Robert Legvold is not one of them. Robert Legvold’s background is with the Council on Foreign Relations and the Harriman Institute. He and his compatriots have absolutely nothing to do with the goals of Valdai. CFR’s recent report on China is one example of their supremacist philosophy.

Legvold was given the powerful and important role of moderating the final session at the Valdai Club with President Vladimir Putin in October. Why?

Below is the transcript of his long 11-minute speech, followed by the responses of President Putin and Jack Matlock.

Legvold refused to deal with the facts about American imperialism and foreign intervention. He wrote off American history as a distortion in other people’s perspective. That shows Legvold is a liar and a fool. Any school child can find reams of evidence and testimony from official government reports and think tank documents on American objectives, including from the CFR itself. Legvold’s stance also indicates pathology. Unfortunately, he is not alone.

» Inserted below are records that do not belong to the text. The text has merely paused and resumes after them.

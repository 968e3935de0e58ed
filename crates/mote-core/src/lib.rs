//! Core types for the Mote particle data engine.
//!
//! This is the leaf crate with zero internal Mote dependencies. It defines
//! the fundamental types used throughout the workspace: particle and slot
//! identifiers, field element types and flags, the sealed [`Schema`]
//! registry, and the index/group range types that keep vectorized access
//! aligned to [`GROUP_STRIDE`].

#![deny(missing_docs)]
#![deny(rustdoc::broken_intra_doc_links)]
#![forbid(unsafe_code)]

pub mod error;
pub mod field;
pub mod id;
pub mod range;
pub mod schema;

/// Number of lanes processed by one vectorized operation.
pub const LANES: usize = 4;

/// Particle count of one SIMD group. Capacities and spawn starts are
/// multiples of this.
pub const GROUP_STRIDE: u32 = LANES as u32;

pub use error::SchemaError;
pub use field::{
    Element, ElementType, FieldDescriptor, FieldFlags, FieldHandle, FieldSet, FieldSetIter,
    FieldShape,
};
pub use id::{FieldIndex, GroupIndex, ParticleId, INVALID_PARTICLE};
pub use range::{align_down, align_up, GroupRange, IndexRange};
pub use schema::{BuiltinFields, Schema, SchemaBuilder, SlotInfo, MAX_DIMENSION};
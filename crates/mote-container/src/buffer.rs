//! Type-erased per-slot storage.
//!
//! A [`FieldBuffer`] holds `capacity` elements of one scalar type as raw
//! words. Backing the bytes with `u64` keeps every buffer 8-byte aligned,
//! which lets `bytemuck` reinterpret it as a `&[T]` of any element type
//! without `unsafe`.

use std::mem::size_of;

use mote_core::{Element, ElementType};

use crate::compaction::Move;

const WORD: usize = size_of::<u64>();

/// Storage for one slot of a container.
#[derive(Clone, Debug)]
pub(crate) struct FieldBuffer {
    words: Vec<u64>,
    element_type: ElementType,
    capacity: u32,
}

impl FieldBuffer {
    /// A zero-filled buffer of `capacity` elements.
    pub(crate) fn zeroed(element_type: ElementType, capacity: u32) -> Self {
        let bytes = element_type.size() * capacity as usize;
        Self {
            words: vec![0; bytes.div_ceil(WORD)],
            element_type,
            capacity,
        }
    }

    pub(crate) fn element_type(&self) -> ElementType {
        self.element_type
    }

    pub(crate) fn capacity(&self) -> u32 {
        self.capacity
    }

    fn len_bytes(&self) -> usize {
        self.element_type.size() * self.capacity as usize
    }

    /// Bytes of the allocation, including word padding.
    pub(crate) fn memory_bytes(&self) -> usize {
        self.words.len() * WORD
    }

    pub(crate) fn bytes(&self) -> &[u8] {
        &bytemuck::cast_slice::<u64, u8>(&self.words)[..self.len_bytes()]
    }

    pub(crate) fn bytes_mut(&mut self) -> &mut [u8] {
        let len = self.len_bytes();
        &mut bytemuck::cast_slice_mut::<u64, u8>(&mut self.words)[..len]
    }

    /// View as a typed slice of `capacity` elements.
    ///
    /// # Panics
    ///
    /// Panics if `T` is not the buffer's element type.
    #[track_caller]
    pub(crate) fn typed<T: Element>(&self) -> &[T] {
        self.check_type::<T>();
        &bytemuck::cast_slice::<u64, T>(&self.words)[..self.capacity as usize]
    }

    /// Mutable view as a typed slice of `capacity` elements.
    ///
    /// # Panics
    ///
    /// Panics if `T` is not the buffer's element type.
    #[track_caller]
    pub(crate) fn typed_mut<T: Element>(&mut self) -> &mut [T] {
        self.check_type::<T>();
        let len = self.capacity as usize;
        &mut bytemuck::cast_slice_mut::<u64, T>(&mut self.words)[..len]
    }

    #[track_caller]
    fn check_type<T: Element>(&self) {
        assert_eq!(
            T::TYPE,
            self.element_type,
            "slot holds {}, accessed as {}",
            self.element_type,
            T::TYPE
        );
    }

    /// Reallocate to `capacity` elements, keeping the first `extent`.
    pub(crate) fn reallocate(&mut self, capacity: u32, extent: u32) {
        debug_assert!(extent <= capacity && extent <= self.capacity);
        let keep = self.element_type.size() * extent as usize;
        let mut next = Self::zeroed(self.element_type, capacity);
        next.bytes_mut()[..keep].copy_from_slice(&self.bytes()[..keep]);
        *self = next;
    }

    pub(crate) fn zero_fill(&mut self) {
        self.words.fill(0);
    }

    /// Move `count` elements starting at `src` down to `dst`.
    pub(crate) fn shift_down(&mut self, src: u32, dst: u32, count: u32) {
        let size = self.element_type.size();
        let src = src as usize * size;
        let len = count as usize * size;
        self.bytes_mut().copy_within(src..src + len, dst as usize * size);
    }

    /// Copy elements `[begin, end)` of `src` into the same positions here.
    pub(crate) fn copy_range_from(&mut self, src: &FieldBuffer, begin: u32, end: u32) {
        debug_assert_eq!(self.element_type, src.element_type);
        let size = self.element_type.size();
        let bytes = begin as usize * size..end as usize * size;
        self.bytes_mut()[bytes.clone()].copy_from_slice(&src.bytes()[bytes]);
    }

    /// Apply a compaction plan: for each move, `dst` takes the value at `src`.
    pub(crate) fn apply_moves(&mut self, moves: &[Move]) {
        match self.element_type.size() {
            1 => apply_typed::<u8>(bytemuck::cast_slice_mut(&mut self.words), moves),
            4 => apply_typed::<u32>(bytemuck::cast_slice_mut(&mut self.words), moves),
            8 => apply_typed::<u64>(&mut self.words, moves),
            size => {
                let bytes = self.bytes_mut();
                for m in moves {
                    let src = m.src as usize * size;
                    bytes.copy_within(src..src + size, m.dst as usize * size);
                }
            }
        }
    }
}

#[inline]
fn apply_typed<T: Copy>(data: &mut [T], moves: &[Move]) {
    for m in moves {
        data[m.dst as usize] = data[m.src as usize];
    }
}
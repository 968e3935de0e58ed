//! Reusable removal scenarios.
//!
//! - [`random_kill_list`]: a reproducible ascending removal list.
//! - [`kill_every`]: removes every n-th live particle.
//! - [`kill_where`]: removes live particles whose size matches a predicate.

use mote_container::ParticleContainer;
use mote_core::ParticleId;
use mote_math::ChaosKey;

use crate::StandardFields;

/// Ascending, duplicate-free removal list over `[0, live)`.
///
/// Each particle is picked with probability `rate`, driven by `seed`.
pub fn random_kill_list(live: u32, rate: f32, seed: u32) -> Vec<ParticleId> {
    let mut key = ChaosKey::new(seed);
    (0..live).filter(|_| key.rand_unorm() < rate).collect()
}

/// Remove every `n`-th live particle, starting with index 0.
pub fn kill_every(container: &mut ParticleContainer, n: u32) -> Vec<ParticleId> {
    let remove: Vec<ParticleId> = container.live_range().iter().step_by(n as usize).collect();
    container.remove_particles(&remove);
    remove
}

/// Remove live particles whose size satisfies `dead`.
///
/// Returns the number removed.
pub fn kill_where(
    container: &mut ParticleContainer,
    fields: &StandardFields,
    dead: impl Fn(f32) -> bool,
) -> usize {
    let remove: Vec<ParticleId> = {
        let sizes = container.read_stream(fields.size, 0.0);
        container
            .live_range()
            .iter()
            .filter(|&i| dead(sizes.load(i)))
            .collect()
    };
    container.remove_particles(&remove);
    remove.len()
}

#[cfg(test)]
mod tests {
    use super::*;
    use crate::{live_spawn_ids, TestPopulation};

    #[test]
    fn kill_list_is_sorted_and_reproducible() {
        let a = random_kill_list(500, 0.3, 11);
        let b = random_kill_list(500, 0.3, 11);
        assert_eq!(a, b);
        assert!(a.windows(2).all(|w| w[0] < w[1]));
        assert!(!a.is_empty() && a.len() < 500);
    }

    #[test]
    fn kill_where_removes_matching() {
        let (mut container, fields) = TestPopulation::new(20).build();
        let removed = kill_where(&mut container, &fields, |s| s >= 15.0);
        assert_eq!(removed, 5);
        let mut ids = live_spawn_ids(&container, &fields);
        ids.sort_unstable();
        assert_eq!(ids, (0..15).collect::<Vec<_>>());
    }

    #[test]
    fn kill_every_second() {
        let (mut container, _) = TestPopulation::new(10).build();
        let removed = kill_every(&mut container, 2);
        assert_eq!(removed, vec![0, 2, 4, 6, 8]);
        assert_eq!(container.live_count(), 5);
    }
}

Here is Legvold out of context:

“…it is not just misguided policy, but it is malevolent policy. The US foreign policy today is designed, in the case of Russia, to do genuine harm to Russia’s foreign policy interests, to contain Russia, to roll Russia back, to reduce its influence and to damage its strategic interests and stakes, both more broadly and within the immediate neighborhood. But even beyond that, that it is now a case of a US policy committed to regime change within Russia itself…”

If he had said this, he would have spoken the truth. Instead, he lied to the audience, and he did it with clever words.

In addition, he rudely and inappropriately excluded Mr. Larijani and Mr. Klaus in his remarks, choosing to focus on the United States-Russia relationship which he called the most important. The “me, me, me” focus was immature and embarrassing. And it was such a waste of time for those two men.

Why was he chosen to moderate? Was this an attempt at bridge-building by Valdai members? Instead of facilitating a productive back-and-forth discussion between panel members and the audience, Legvold hijacked the meeting. That’s inexcusable.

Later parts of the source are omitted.